═══ PROVIDED RECORDS ═══
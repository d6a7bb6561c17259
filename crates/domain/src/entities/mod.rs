//! Domain entities - Results produced per user action and the session state

mod place_hit;
mod resolved_location;
mod route;
mod selection;

pub use place_hit::PlaceHit;
pub use resolved_location::ResolvedLocation;
pub use route::{RouteResult, RouteStep};
pub use selection::{Role, RoleState, SelectionState};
═══
PROBLEM REQUIREMENTS
Write the data out in full, matching every line exactly.

TASK SOLUTION
repository d6a7bb6561c17259
filename crates/domain/src/entities/mod.rs
//! Domain entities - Results produced per user action and the session state

mod place_hit;
mod resolved_location;
mod route;
mod selection;

pub use place_hit::PlaceHit;
pub use resolved_location::ResolvedLocation;
pub use route::{RouteResult, RouteStep};
pub use selection::{Role, RoleState, SelectionState};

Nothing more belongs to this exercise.